Hospitals, skilled nursing facilities, and other covered employers (including small and rural providers) will face new compliance costs for plans, engineering controls, training, staffing, and recordkeeping that could raise operating expenses and strain budgets.
Hospitals and facilities that fail to meet the new standard risk penalties or termination of participation in federal healthcare programs, which could disrupt facility finances and patient access to care.
Smaller or rural facilities may struggle with the one-year implementation timeline, creating uneven readiness, potential service gaps, and increased burden on underserved communities.
Based on analysis of 5 sections of legislative text.
Directs OSHA to issue interim and final workplace-violence prevention standards for health care and social service workplaces and makes compliance a Medicare condition for certain hospitals and SNFs.

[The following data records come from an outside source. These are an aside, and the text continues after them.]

//! Template interpolation.
//!
//! Rendering walks a [`Template`] left to right. Macro calls run
//! synchronously in template order, so a macro sees every variable written
//! by `<set>` tags and macros earlier in the same response.

use std::time::Duration;

use parking_lot::Mutex;
use rand::{Rng, RngCore};
use rive_ir::{MathOp, Piece, Tag, Template};
use rive_macros::{CancelToken, Dispatcher, InvokeOptions};
use rive_patterns::Substitutions;
use rive_session::VariableStore;
use rustc_hash::FxHashMap;

use crate::{Messages, RenderError};

/// Rendered for `<get>`, `<bot>` and `<env>` of an unset variable.
pub(crate) const UNDEFINED: &str = "undefined";

/// A random source shared by every reply of an engine.
pub type SharedRng = Mutex<Box<dyn RngCore + Send>>;

/// Answers `text` as if the user had said it; used by `{@text}`.
pub type RedirectHook<'a> = &'a dyn Fn(&str) -> String;

/// What to do when a `<call>` fails.
#[derive(Copy, Clone, Debug, Default, PartialEq, Eq)]
pub enum MacroFailurePolicy {
    /// Return [`RenderError::MacroInvocation`] from `render`.
    #[default]
    Propagate,
    /// Substitute the matching fallback message and keep rendering.
    Substitute,
}

/// Renders response templates for one session.
pub struct Interpolator<'a> {
    store: &'a VariableStore,
    dispatcher: &'a Dispatcher,
    bot_vars: &'a FxHashMap<String, String>,
    messages: &'a Messages,
    globals: Option<&'a FxHashMap<String, String>>,
    person: Option<&'a Substitutions>,
    redirect: Option<RedirectHook<'a>>,
    rng: Option<&'a SharedRng>,
    options: InvokeOptions,
    strict: bool,
    policy: MacroFailurePolicy,
}

impl<'a> Interpolator<'a> {
    /// A lenient interpolator that propagates macro failures.
    pub fn new(
        store: &'a VariableStore,
        dispatcher: &'a Dispatcher,
        bot_vars: &'a FxHashMap<String, String>,
        messages: &'a Messages,
    ) -> Self {
        Interpolator {
            store,
            dispatcher,
            bot_vars,
            messages,
            globals: None,
            person: None,
            redirect: None,
            rng: None,
            options: InvokeOptions::default(),
            strict: false,
            policy: MacroFailurePolicy::default(),
        }
    }

    /// Fail on unknown tags and bad capture indices instead of rendering
    /// them as empty text.
    #[must_use]
    pub fn strict(mut self, strict: bool) -> Self {
        self.strict = strict;
        self
    }

    #[must_use]
    pub fn policy(mut self, policy: MacroFailurePolicy) -> Self {
        self.policy = policy;
        self
    }

    /// Values for `<env name>`.
    #[must_use]
    pub fn globals(mut self, globals: &'a FxHashMap<String, String>) -> Self {
        self.globals = Some(globals);
        self
    }

    /// Pronoun swaps for `<person>` and `{person}` blocks. Without them the
    /// text is kept as is.
    #[must_use]
    pub fn person(mut self, person: &'a Substitutions) -> Self {
        self.person = Some(person);
        self
    }

    /// Resolves `{@text}`. Without a hook inline redirects are broken tags.
    #[must_use]
    pub fn redirect(mut self, hook: RedirectHook<'a>) -> Self {
        self.redirect = Some(hook);
        self
    }

    /// Source for `{random}` blocks; the thread's generator otherwise.
    #[must_use]
    pub fn rng(mut self, rng: &'a SharedRng) -> Self {
        self.rng = Some(rng);
        self
    }

    #[must_use]
    pub fn macro_timeout(mut self, timeout: Option<Duration>) -> Self {
        self.options.timeout = timeout;
        self
    }

    #[must_use]
    pub fn cancel(mut self, cancel: CancelToken) -> Self {
        self.options.cancel = cancel;
        self
    }

    /// Render `template` with wildcard `captures` for `session_id`.
    pub fn render(
        &self,
        template: &Template,
        captures: &[String],
        session_id: &str,
    ) -> Result<String, RenderError> {
        let scope = Scope {
            captures,
            session_id,
        };
        let mut out = String::new();
        self.render_pieces(template.pieces(), &scope, &mut out)?;
        Ok(out)
    }

    fn render_pieces(
        &self,
        pieces: &[Piece],
        scope: &Scope<'_>,
        out: &mut String,
    ) -> Result<(), RenderError> {
        for piece in pieces {
            match piece {
                Piece::Text(text) => out.push_str(text),
                Piece::Tag(tag) => self.render_tag(tag, scope, out)?,
            }
        }
        Ok(())
    }

    fn render_tag(&self, tag: &Tag, scope: &Scope<'_>, out: &mut String) -> Result<(), RenderError> {
        match tag {
            Tag::Star { index, case } => {
                match index.checked_sub(1).and_then(|i| scope.captures.get(i)) {
                    Some(capture) => out.push_str(&case.apply(capture)),
                    None => self.degrade(RenderError::CaptureIndex {
                        index: *index,
                        available: scope.captures.len(),
                    })?,
                }
            }
            Tag::Id => out.push_str(scope.session_id),
            Tag::Get(name) => match self.store.get(scope.session_id, name) {
                Some(value) => out.push_str(&value),
                None => out.push_str(UNDEFINED),
            },
            Tag::Bot(name) => out.push_str(self.bot_vars.get(name).map_or(UNDEFINED, String::as_str)),
            Tag::Env(name) => out.push_str(
                self.globals
                    .and_then(|globals| globals.get(name))
                    .map_or(UNDEFINED, String::as_str),
            ),
            Tag::Set { name, value } => {
                let value = self.render_to_string(value, scope)?;
                self.store.set(scope.session_id, name, value.trim());
            }
            Tag::Math { op, name, value } => {
                let value = self.render_to_string(value, scope)?;
                if let Err(message) = self.math(*op, name, value.trim(), scope.session_id) {
                    out.push_str(message);
                }
            }
            Tag::Format { case, body } => {
                out.push_str(&case.apply(&self.render_to_string(body, scope)?));
            }
            Tag::Person(body) => {
                let text = self.render_to_string(body, scope)?;
                match self.person {
                    Some(person) => out.push_str(&person.apply_text(&text)),
                    None => out.push_str(&text),
                }
            }
            Tag::Random(choices) => {
                if !choices.is_empty() {
                    let index = self.pick(choices.len());
                    self.render_pieces(&choices[index], scope, out)?;
                }
            }
            Tag::Redirect(body) => {
                let target = self.render_to_string(body, scope)?;
                match self.redirect {
                    Some(hook) => out.push_str(&hook(target.trim())),
                    None => self.degrade(RenderError::RedirectUnavailable(target.trim().to_string()))?,
                }
            }
            Tag::Call { name, args } => {
                let mut rendered = Vec::with_capacity(args.len());
                for arg in args {
                    rendered.push(self.render_to_string(arg, scope)?);
                }
                out.push_str(&self.call(name, rendered, scope.session_id)?);
            }
            Tag::Unknown(raw) => self.degrade(RenderError::UnknownTag(raw.clone()))?,
            Tag::Malformed(raw) => self.degrade(RenderError::MalformedTag(raw.clone()))?,
        }
        Ok(())
    }

    fn render_to_string(&self, pieces: &[Piece], scope: &Scope<'_>) -> Result<String, RenderError> {
        let mut out = String::new();
        self.render_pieces(pieces, scope, &mut out)?;
        Ok(out)
    }

    /// Apply `op` to the session variable `name`, which counts as 0 while
    /// unset. On failure the variable is left alone and the error message is
    /// returned for the reply.
    fn math(&self, op: MathOp, name: &str, value: &str, session_id: &str) -> Result<(), &'a str> {
        let messages = self.messages;
        let current = self
            .store
            .get(session_id, name)
            .unwrap_or_else(|| "0".to_string());
        let Ok(current) = current.trim().parse::<i64>() else {
            tracing::warn!(variable = name, "math on a non-numeric variable");
            return Err(messages.cannot_math_variable.as_str());
        };
        let Ok(operand) = value.parse::<i64>() else {
            tracing::warn!(variable = name, value, "math with a non-numeric value");
            return Err(messages.cannot_math_value.as_str());
        };
        let result = match op {
            MathOp::Add => current.checked_add(operand),
            MathOp::Sub => current.checked_sub(operand),
            MathOp::Mult => current.checked_mul(operand),
            MathOp::Div if operand == 0 => return Err(messages.cannot_divide_by_zero.as_str()),
            MathOp::Div => current.checked_div(operand),
        };
        let result = result.ok_or(messages.cannot_math_value.as_str())?;
        self.store.set(session_id, name, &result.to_string());
        Ok(())
    }

    /// An index below `len`. The shared lock is released before the chosen
    /// alternative renders.
    fn pick(&self, len: usize) -> usize {
        match self.rng {
            Some(rng) => rng.lock().gen_range(0..len),
            None => rand::thread_rng().gen_range(0..len),
        }
    }

    fn call(&self, name: &str, args: Vec<String>, session_id: &str) -> Result<String, RenderError> {
        match self.dispatcher.invoke(name, session_id, args, &self.options) {
            Ok(reply) => Ok(reply),
            Err(error) => match self.policy {
                MacroFailurePolicy::Propagate => Err(error.into()),
                MacroFailurePolicy::Substitute => {
                    tracing::warn!(
                        session = session_id,
                        macro_name = name,
                        %error,
                        "object macro failed; substituting fallback text"
                    );
                    Ok(self.messages.for_macro_error(&error).to_string())
                }
            },
        }
    }

    /// Lenient mode renders nothing in place of a broken tag.
    fn degrade(&self, error: RenderError) -> Result<(), RenderError> {
        if self.strict {
            return Err(error);
        }
        tracing::debug!(%error, "rendering broken tag as empty text");
        Ok(())
    }
}

struct Scope<'s> {
    captures: &'s [String],
    session_id: &'s str,
}

#[cfg(test)]
mod tests;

Requires the Secretary of Labor to issue an interim final workplace violence prevention standard within one year for employers in health care, social services, and similar settings, and to issue a proposed final standard within two years. The standard must require comprehensive workplace violence prevention plans based at minimum on OSHA’s 2015 Guidelines, take effect quickly, and include a prioritized period for technical assistance. Makes compliance with the workplace violence prevention standard a Medicare condition of participation for certain hospitals and skilled nursing facilities that would otherwise be outside OSHA coverage, with that requirement taking effect one year after issuance of the interim standard. The measure removes several usual procedural hurdles to issuing the interim standard while preserving short public notice and comment and sets enforcement and timing rules for interim and final standards.